New digital project aims to document ever-changing realities of abortion politics
Abortion in America was created by Cecile Richards and a team of storytellers.
Stories make the abstract come to life in most people's eyes. Hearing or seeing vivid descriptions of how people experience things provides insight that detached and remote conversations just can’t.
With abortion, stories have always made a profound difference. In the 1960s and 1970s, feminist leaders would have abortion speakouts, which were gatherings of women in churches in which they would share their stories in front of audiences about going to the back alley or another country. Now, a seminal figure in the reproductive rights movement has begun an initiative that collects and shares stories of women, doctors, and everyone else who is affected by an abortion ban.
Cecile Richards, one-time leader of Planned Parenthood and a powerhouse in Democratic politics, began Abortion in America: Stories Igniting a Movement, a new national effort dedicated to lifting firsthand experiences of people affected by post-Roe abortion laws. It highlights reporting on bans as well as original interviews with healthcare providers, patients, and abortion seekers in banned and restricted states.

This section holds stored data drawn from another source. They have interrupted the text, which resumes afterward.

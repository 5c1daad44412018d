// ABOUTME: Deployment error types with SNAFU stage context.
// ABOUTME: DeployError says what broke, PipelineError adds the stage it broke in.

use std::fmt;

use snafu::Snafu;
use thiserror::Error;

use crate::ports::PortError;
use crate::process::ProcessError;
use crate::registry::RegistryError;
use crate::topology::TopologyError;
use crate::tunnel::TunnelError;

/// Errors raised inside pipeline stages.
#[derive(Debug, Error)]
pub enum DeployError {
    #[error("build command `{command}` failed: {detail}")]
    Build { command: String, detail: String },

    #[error("local registry {container} is not running (start it with `deployer registry start`)")]
    RegistryNotFound { container: String },

    #[error("failed to update service {service}: {detail}")]
    Update { service: String, detail: String },

    #[error(transparent)]
    Tunnel(#[from] TunnelError),

    #[error(transparent)]
    Registry(#[from] RegistryError),

    #[error(transparent)]
    Topology(#[from] TopologyError),

    #[error(transparent)]
    Port(#[from] PortError),

    #[error(transparent)]
    Process(#[from] ProcessError),
}

/// Failure taxonomy for reporting.
#[derive(Debug, Clone, Copy, PartialEq, Eq)]
pub enum FailureKind {
    Build,
    TunnelAllocation,
    Launch,
    TagMismatch,
    Push,
    Pull,
    Relay,
    Update,
    PortExhaustion,
    TopologyQuery,
    /// No local registry to tunnel to.
    RegistryUnavailable,
}

impl DeployError {
    /// Returns the error kind for programmatic handling.
    pub fn kind(&self) -> FailureKind {
        match self {
            DeployError::Build { .. } => FailureKind::Build,
            DeployError::RegistryNotFound { .. } => FailureKind::RegistryUnavailable,
            DeployError::Update { .. } => FailureKind::Update,
            DeployError::Tunnel(TunnelError::Allocation { .. }) => FailureKind::TunnelAllocation,
            DeployError::Tunnel(TunnelError::Process(_)) => FailureKind::Launch,
            DeployError::Registry(e) => registry_kind(e),
            DeployError::Topology(e) => topology_kind(e),
            DeployError::Port(e) => port_kind(e),
            DeployError::Process(_) => FailureKind::Launch,
        }
    }
}

fn registry_kind(err: &RegistryError) -> FailureKind {
    match err {
        RegistryError::TagMismatch { .. } => FailureKind::TagMismatch,
        RegistryError::Push { .. } => FailureKind::Push,
        RegistryError::Pull { .. } => FailureKind::Pull,
        RegistryError::Relay { .. } => FailureKind::Relay,
        RegistryError::Start { .. } | RegistryError::Stop { .. } => {
            FailureKind::RegistryUnavailable
        }
        RegistryError::Port(e) => port_kind(e),
        RegistryError::Topology(e) => topology_kind(e),
        RegistryError::Process(_) => FailureKind::Launch,
    }
}

fn topology_kind(err: &TopologyError) -> FailureKind {
    match err {
        TopologyError::Process(_) => FailureKind::Launch,
        TopologyError::Query { .. } | TopologyError::NoPublishedPort { .. } => {
            FailureKind::TopologyQuery
        }
    }
}

fn port_kind(err: &PortError) -> FailureKind {
    match err {
        PortError::Exhausted { .. } => FailureKind::PortExhaustion,
        PortError::NotFound { .. } => FailureKind::RegistryUnavailable,
        PortError::Query { .. } => FailureKind::TopologyQuery,
        PortError::Process(_) => FailureKind::Launch,
    }
}

/// Pipeline stages, in execution order.
#[derive(Debug, Clone, Copy, PartialEq, Eq, Hash)]
pub enum Stage {
    Building,
    TunnelOpening,
    Pushing,
    Pulling,
    TopologyCheck,
    Relaying,
    Updating,
}

impl Stage {
    /// Process exit code for a run that failed in this stage.
    pub fn exit_code(self) -> i32 {
        match self {
            Stage::Building => 10,
            Stage::TunnelOpening => 11,
            Stage::Pushing => 12,
            Stage::Pulling => 13,
            Stage::TopologyCheck => 14,
            Stage::Relaying => 15,
            Stage::Updating => 16,
        }
    }
}

impl fmt::Display for Stage {
    fn fmt(&self, f: &mut fmt::Formatter<'_>) -> fmt::Result {
        let name = match self {
            Stage::Building => "build",
            Stage::TunnelOpening => "tunnel",
            Stage::Pushing => "push",
            Stage::Pulling => "pull",
            Stage::TopologyCheck => "topology check",
            Stage::Relaying => "relay",
            Stage::Updating => "service update",
        };
        f.write_str(name)
    }
}

/// A stage failure, terminal for the run.
#[derive(Debug, Snafu)]
#[snafu(visibility(pub))]
pub enum PipelineError {
    #[snafu(display("{stage} failed: {source}"))]
    Stage { stage: Stage, source: DeployError },
}

impl PipelineError {
    pub fn stage(&self) -> Stage {
        match self {
            PipelineError::Stage { stage, .. } => *stage,
        }
    }

    pub fn kind(&self) -> FailureKind {
        match self {
            PipelineError::Stage { source, .. } => source.kind(),
        }
    }

    pub fn exit_code(&self) -> i32 {
        self.stage().exit_code()
    }
}

#[cfg(test)]
mod tests {
    use super::*;
    use snafu::ResultExt;

    #[test]
    fn stage_context_wraps_source() {
        let result: Result<(), DeployError> = Err(DeployError::Build {
            command: "make image".to_string(),
            detail: "exit code 2".to_string(),
        });
        let err = result.context(StageSnafu { stage: Stage::Building }).unwrap_err();

        assert_eq!(err.stage(), Stage::Building);
        assert_eq!(err.kind(), FailureKind::Build);
        assert_eq!(err.exit_code(), 10);
        assert_eq!(
            err.to_string(),
            "build failed: build command `make image` failed: exit code 2"
        );
    }

    #[test]
    fn exhausted_ports_inside_relay_keep_their_kind() {
        let err = DeployError::Registry(RegistryError::Port(PortError::Exhausted {
            min: 5000,
            max: 60000,
        }));
        assert_eq!(err.kind(), FailureKind::PortExhaustion);
    }

    #[test]
    fn tunnel_launch_failure_is_distinguished() {
        let err = DeployError::Tunnel(TunnelError::Process(ProcessError::Launch {
            program: "ssh".to_string(),
            source: std::io::Error::from(std::io::ErrorKind::NotFound),
        }));
        assert_eq!(err.kind(), FailureKind::Launch);
    }

    #[test]
    fn exit_codes_are_distinct_per_stage() {
        let stages = [
            Stage::Building,
            Stage::TunnelOpening,
            Stage::Pushing,
            Stage::Pulling,
            Stage::TopologyCheck,
            Stage::Relaying,
            Stage::Updating,
        ];
        let codes: std::collections::HashSet<i32> = stages.iter().map(|s| s.exit_code()).collect();
        assert_eq!(codes.len(), stages.len());
        assert!(!codes.contains(&0) && !codes.contains(&1));
    }
}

Designed with an immersive format that encourages visitors to search by state, topic, and type of storyteller, abortioninamerica.org invites audiences to engage with these crucial stories and share them with people in their lives.
“Over these last two years, brave people have shared stories of being unable to access
prenatal care, being forced to travel hundreds of miles to get an abortion, and being left with
no option but to give birth – all because of abortion bans,” Richards said in a news release. “They are some of the most powerful and compelling messengers for reproductive freedom this country has ever seen because their stories transcend politics and resonate with Americans on a deeply personal level.”
Abortion in America will also publish a new collection of audio and video interviews that illustrate the wide-ranging impact of Louisiana’s abortion bans, gathered in partnership with Glamour and the Newcomb Institute at Tulane University.
Created by a team that includes Richards, Florida abortion provider Eileen Diamond, Baton-Rouge-based mom and advocate Kaitlyn Joshua, writer Lauren Peterson, and Florida reproductive freedom advocate Lillian Tamayo, the project will bring together front-line storytellers and journalists chronicling this unprecedented moment for our country and people working on expanding access to reproductive health care to support storytelling around the personal impact of abortion bans.
Richards and Peterson spent a year traveling through states like Florida and Louisiana. They wanted to tell the whole picture of abortion.
Kiana Tipton, the digital director for the project, spoke to me about its motivation.
“We have a deep belief as a team, and our leadership has a deep belief that these stories really can change the hearts and minds of people who might be on the line or not know where they stand on abortion and the bans and don't really know what the real impacts are,” Tipton said.
What fascinated me was that the website now includes accounts from places like Pennsylvania and other states with liberal abortion laws. Even there, the bans have led to increased wait times and over-stretched doctors and medical staff caring for patients pouring in from out of state.
Before the demise of Roe, many people felt they had figured out the narrative of abortion. They felt the Supreme Court would never overturn it, and every story would be a small legal battle between conservative legislators and abortion providers about whether a new regulation was constitutional. Or about some incident of antiabortion violence. Maybe a clinic was bombed. Perhaps a person was harassed. Those were the accounts that we heard and thought defined what abortion politics meant. Much of it centered on political grandstanding.
That’s changed. The ground has shifted endlessly in the last five years, and each election has taken on greater importance than the previous. In many ways, it’s worse than it was before Roe because, at least then, doctors would perform abortions when exceptions were called for.
Tipton said she didn’t think the public understood the full realities faced by people getting abortions or providing them.
“The project really started out of this deep belief that hearing these personal stories and talking about them with your family or people you know can have a true impact on how they perceive abortion in America,” Tipton said.